In this sense, ASEAN shares common ground with APEC – a grouping that has endured precisely because it prioritizes economic cooperation over political alignment. In today’s polarized world, that pragmatism makes ASEAN’s model more resilient and effective. ASEAN’s advantage lies in building interoperable systems that steadily reduce dollar dependence while maintaining global connectivity.
Strategic autonomy through integration
Malaysia’s 15 Priority Economic Deliverables for 2025 provide a roadmap for turning crisis into opportunity. The ASEAN Trade in Goods Agreement (ATIGA) upgrade and Digital Economy Framework Agreement (DEFA) negotiations have been central to that effort.
Earlier this year, Malaysia requested a special ASEAN-US summit, while also hosting the inaugural ASEAN-Gulf Cooperation Council summit with China’s participation in May. This was not about choosing sides. It was about demonstrating ASEAN’s ability to engage multiple powers while maintaining strategic autonomy.
The bloc’s decision to pursue “frank and constructive dialogue” rather than retaliation against US tariffs reflects an understanding that economic warfare demands economic alternatives, not just diplomatic protest.
ASEAN’s fragmentation has offered harsh lessons. Member states found that bilateral negotiations with Washington yielded minimal concessions, while eroding collective leverage. Malaysia’s 24% tariff, Indonesia’s 32%, and Vietnam’s 46% could have been far lower had the bloc negotiated together as a US$3.6 trillion economy representing 680 million people.

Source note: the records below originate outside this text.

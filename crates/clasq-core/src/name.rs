//! Object names.
//!
//! An [`ObjectName`] is the raw identifier of a database, table, view, column
//! or alias. Names are compared byte-wise and are never validated here;
//! quoting and rejection of unsafe names happen when a name is appended to a
//! [`QueryData`](crate::query::QueryData).

use core::fmt;
use std::ops::{Add, Rem};

/// A case-sensitive identifier stored as raw bytes.
#[derive(Clone, PartialEq, Eq, Hash, PartialOrd, Ord, Default)]
pub struct ObjectName(Vec<u8>);

impl ObjectName {
    /// Creates a name from anything convertible into one.
    pub fn new(name: impl Into<Self>) -> Self {
        name.into()
    }

    /// Returns the raw bytes of this name.
    #[must_use]
    pub fn raw_name(&self) -> &[u8] {
        &self.0
    }

    /// Returns the name as UTF-8, if it is valid UTF-8.
    #[must_use]
    pub fn as_str(&self) -> Option<&str> {
        std::str::from_utf8(&self.0).ok()
    }

    /// Returns `true` if the name has no bytes.
    #[must_use]
    pub fn is_empty(&self) -> bool {
        self.0.is_empty()
    }

    /// Dot-joins two names into a qualified name (`a.b`).
    #[must_use]
    pub fn qualify(&self, other: &Self) -> Self {
        let mut raw = Vec::with_capacity(self.0.len() + other.0.len() + 1);
        raw.extend_from_slice(&self.0);
        raw.push(b'.');
        raw.extend_from_slice(&other.0);
        Self(raw)
    }

    /// Appends raw bytes without a separator.
    #[must_use]
    pub fn concat(&self, suffix: impl AsRef<[u8]>) -> Self {
        let mut raw = self.0.clone();
        raw.extend_from_slice(suffix.as_ref());
        Self(raw)
    }

    /// Substitutes each `%s` placeholder with the next name in `values`.
    ///
    /// Placeholders without a matching value are kept as they are; `%%`
    /// renders a single `%`.
    #[must_use]
    pub fn format_with(&self, values: &[&Self]) -> Self {
        let mut out = Vec::with_capacity(self.0.len());
        let mut values = values.iter();
        let mut bytes = self.0.iter().copied().peekable();
        while let Some(b) = bytes.next() {
            if b != b'%' {
                out.push(b);
                continue;
            }
            match bytes.peek() {
                Some(b's') => {
                    bytes.next();
                    match values.next() {
                        Some(v) => out.extend_from_slice(&v.0),
                        None => out.extend_from_slice(b"%s"),
                    }
                }
                Some(b'%') => {
                    bytes.next();
                    out.push(b'%');
                }
                _ => out.push(b),
            }
        }
        Self(out)
    }

    /// Returns a new name with the first byte removed, if it equals `prefix`.
    pub(crate) fn strip_prefix(&self, prefix: u8) -> Option<Self> {
        match self.0.split_first() {
            Some((first, rest)) if *first == prefix => Some(Self(rest.to_vec())),
            _ => None,
        }
    }
}

impl fmt::Display for ObjectName {
    fn fmt(&self, f: &mut fmt::Formatter<'_>) -> fmt::Result {
        f.write_str(&String::from_utf8_lossy(&self.0))
    }
}

impl fmt::Debug for ObjectName {
    fn fmt(&self, f: &mut fmt::Formatter<'_>) -> fmt::Result {
        write!(f, "ObjName({self})")
    }
}

impl From<&str> for ObjectName {
    fn from(value: &str) -> Self {
        Self(value.as_bytes().to_vec())
    }
}

impl From<String> for ObjectName {
    fn from(value: String) -> Self {
        Self(value.into_bytes())
    }
}

impl From<&String> for ObjectName {
    fn from(value: &String) -> Self {
        Self(value.as_bytes().to_vec())
    }
}

impl From<&[u8]> for ObjectName {
    fn from(value: &[u8]) -> Self {
        Self(value.to_vec())
    }
}

impl From<Vec<u8>> for ObjectName {
    fn from(value: Vec<u8>) -> Self {
        Self(value)
    }
}

impl From<&Self> for ObjectName {
    fn from(value: &Self) -> Self {
        value.clone()
    }
}

impl AsRef<[u8]> for ObjectName {
    fn as_ref(&self) -> &[u8] {
        &self.0
    }
}

impl PartialEq<str> for ObjectName {
    fn eq(&self, other: &str) -> bool {
        self.0 == other.as_bytes()
    }
}

impl PartialEq<&str> for ObjectName {
    fn eq(&self, other: &&str) -> bool {
        self.0 == other.as_bytes()
    }
}

impl PartialEq<[u8]> for ObjectName {
    fn eq(&self, other: &[u8]) -> bool {
        self.0 == other
    }
}

impl PartialEq<ObjectName> for &str {
    fn eq(&self, other: &ObjectName) -> bool {
        self.as_bytes() == other.0
    }
}

impl Add for &ObjectName {
    type Output = ObjectName;

    fn add(self, rhs: Self) -> ObjectName {
        self.qualify(rhs)
    }
}

impl Add<&str> for &ObjectName {
    type Output = ObjectName;

    fn add(self, rhs: &str) -> ObjectName {
        self.concat(rhs)
    }
}

impl Rem<&ObjectName> for &ObjectName {
    type Output = ObjectName;

    fn rem(self, rhs: &ObjectName) -> ObjectName {
        self.format_with(&[rhs])
    }
}
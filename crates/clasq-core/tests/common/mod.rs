#![allow(dead_code)]

use std::sync::Arc;

use parking_lot::Mutex;

use clasq_core::schema::column::{int, varchar};
use clasq_core::{Connection, Database, DatabaseBuilder, Result, SqlValue, TableBuilder, TableData};

/// Statements seen by a [`Recording`] connection.
pub type Log = Arc<Mutex<Vec<(String, Vec<SqlValue>)>>>;

/// A connection that records every statement and answers SELECTs with a
/// fixed result.
pub struct Recording {
    pub log: Log,
    pub rows: TableData,
    pub next_id: i64,
}

impl Connection for Recording {
    fn run(&mut self, stmt: &str, params: &[SqlValue]) -> Result<Option<TableData>> {
        self.log.lock().push((stmt.to_string(), params.to_vec()));
        if stmt.starts_with("SELECT") {
            return Ok(Some(self.rows.clone()));
        }
        if stmt.starts_with("INSERT") {
            self.next_id += 1;
        }
        Ok(None)
    }

    fn commit(&mut self) -> Result<()> {
        self.log.lock().push((String::from("COMMIT"), Vec::new()));
        Ok(())
    }

    fn last_row_id(&mut self) -> Result<i64> {
        Ok(self.next_id)
    }
}

pub fn init_tracing() {
    let _ = tracing_subscriber::fmt()
        .with_test_writer()
        .with_max_level(tracing::Level::DEBUG)
        .try_init();
}

pub fn shop_tables() -> Vec<TableBuilder> {
    vec![
        TableBuilder::new("categories")
            .column(int("id").primary_key())
            .column(varchar("name", 64).not_null()),
        TableBuilder::new("products")
            .column(int("id").primary_key())
            .column(int("category_id").not_null())
            .column(varchar("name", 128).not_null())
            .column(int("price").not_null()),
    ]
}

/// A database over [`shop_tables`] with a recording connection.
pub fn shop() -> (Database, Log) {
    init_tracing();
    let log = Log::default();
    let rows = TableData::new(["id"], vec![vec![SqlValue::Int(1)]]).unwrap();
    let mut builder = DatabaseBuilder::new().name("shop").connection(Box::new(Recording {
        log: Arc::clone(&log),
        rows,
        next_id: 0,
    }));
    for table in shop_tables() {
        builder = builder.table(table);
    }
    (builder.build().unwrap(), log)
}

pub fn statements(log: &Log) -> Vec<String> {
    log.lock().iter().map(|(stmt, _)| stmt.clone()).collect()
}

The challenge now is to embed mechanisms that make unity more beneficial than defection. Malaysia’s chairmanship must continue moving from rhetoric toward concrete integration that makes bilateral deal-making economically irrational.
Toward functional multipolarity
China’s diplomatic tour in April this year through Malaysia, Cambodia and Vietnam, timed during the height of the tariff crisis, demonstrated how quickly strategic competitors exploit ASEAN’s divisions. But it also validated ASEAN’s central premise: The region’s economic dynamism makes it indispensable to all major powers.

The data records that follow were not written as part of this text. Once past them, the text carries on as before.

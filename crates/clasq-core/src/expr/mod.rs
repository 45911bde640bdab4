//! Expression algebra.
//!
//! An [`Expr`] is a cheap handle to an immutable expression node. Every node
//! gets a unique [`ExprId`] when it is built, so "is this the same
//! sub-expression" is an id comparison and never a deep comparison.
//!
//! Expressions are built with methods, free functions and the arithmetic and
//! bitwise operator traits:
//!
//! ```rust
//! use clasq_core::expr::obj;
//! use clasq_core::query::QueryData;
//!
//! let price = obj("price");
//! let cond = price.gt_eq(100) & obj("stock").gt(0);
//! let qd = QueryData::build(&cond).unwrap();
//! assert_eq!(qd.stmt(), "((`price` >= ?) AND (`stock` > ?))");
//! ```

mod func;
mod ops;
mod set;

use core::fmt;
use core::ops::{Add, BitAnd, BitOr, BitXor, Div, Mul, Neg, Not, Rem, Sub};
use std::sync::atomic::{AtomicU64, Ordering};
use std::sync::{Arc, LazyLock};

use chrono::{NaiveDate, NaiveDateTime, NaiveTime};

pub use func::{
    Function, ABS, AVG, CEIL, COUNT, FLOOR, MAX, MIN, ROUND, STDDEV, SUM, TRUNCATE, VARIANCE,
};
pub use ops::{Operator, Shape};
pub use set::{ExprSet, KeyKind};

use crate::error::{ObjectError, QueryError, Result};
use crate::keywords::OrderType;
use crate::name::ObjectName;
use crate::query::{Arg, ArgName, QueryData, QueryLike};
use crate::schema::Column;
use crate::value::{SqlValue, ToSqlValue};

static NEXT_ID: AtomicU64 = AtomicU64::new(1);

static NONE: LazyLock<Expr> = LazyLock::new(|| Expr::new(ExprKind::None));

/// Process-unique identity of an expression node.
#[derive(Debug, Clone, Copy, PartialEq, Eq, Hash, PartialOrd, Ord)]
pub struct ExprId(u64);

/// Callable part of a call node.
#[derive(Debug, Clone, PartialEq, Eq)]
pub enum Callee {
    /// An operator.
    Operator(Operator),
    /// A named function.
    Function(Function),
}

/// Node variants.
#[derive(Debug, Clone)]
pub enum ExprKind {
    /// Identity element of every combinator.
    None,
    /// Literal value bound as a parameter.
    Value(SqlValue),
    /// Deferred query argument.
    Arg(Arg),
    /// Raw SQL token such as `NULL`.
    Keyword(&'static str),
    /// Bare named object.
    Object(ObjectName),
    /// Column of a view.
    Column(Column),
    /// Expression tagged with a sort direction.
    Ordered {
        /// Ordered expression.
        expr: Expr,
        /// Direction.
        order: OrderType,
    },
    /// Expression with an output name.
    Aliased {
        /// Wrapped expression.
        expr: Expr,
        /// Output name.
        name: ObjectName,
    },
    /// Operator or function application.
    Call {
        /// Operator or function.
        callee: Callee,
        /// Operands.
        args: Vec<Expr>,
    },
}

#[derive(Debug)]
struct Node {
    id: ExprId,
    kind: ExprKind,
}

/// Shared handle to an expression node.
#[derive(Clone)]
pub struct Expr(Arc<Node>);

ASEAN’s opportunity lies not in being pulled into competing camps but in building what might be called “functional multipolarity” – APEC-style practical economic integration that safeguards regional interests while keeping doors open globally.
Payment connectivity shows how this works. Reducing dollar dependence doesn’t require confronting the US financial system directly. It requires creating parallel infrastructure that is more efficient and more aligned with regional needs.
The path forward
Malaysia’s leadership must acknowledge that ASEAN’s traditional consensus-building approach has reached its limits. Strategic autonomy cannot be achieved through declarations alone; it requires operational integration that makes fragmentation costly and unity profitable.
This means:
- Finalizing the ATIGA upgrade.
- Accelerating the operationalization of ASEAN’s US$1 trillion digital economy framework.
- Expanding payment connectivity to cover trade finance.
- Above all, it means creating institutions that reward cooperation and penalize unilateral defection.
The tariff crisis has revealed both ASEAN’s vulnerabilities and its possibilities. Under Malaysia’s chairmanship, ASEAN stands at a crossroads: Remain a loose association vulnerable to external shocks, or transform into an integrated bloc capable of shaping its own destiny.
The lesson extends beyond South-East Asia. Regional blocs from the African Union to Mercosur face similar dilemmas. By embedding digital trade frameworks, interoperable financial systems and collective mechanisms, ASEAN can set a precedent for how regions preserve autonomy in a multipolar era.
The window for transformation remains narrow, and the stakes could not be higher. But for the first time in decades, ASEAN has both the economic foundation and the external pressure necessary to forge genuine unity. Its ability to turn crisis into catalyst will determine whether this moment becomes a turning point – not just for South-East Asia, but for regional cooperation worldwide.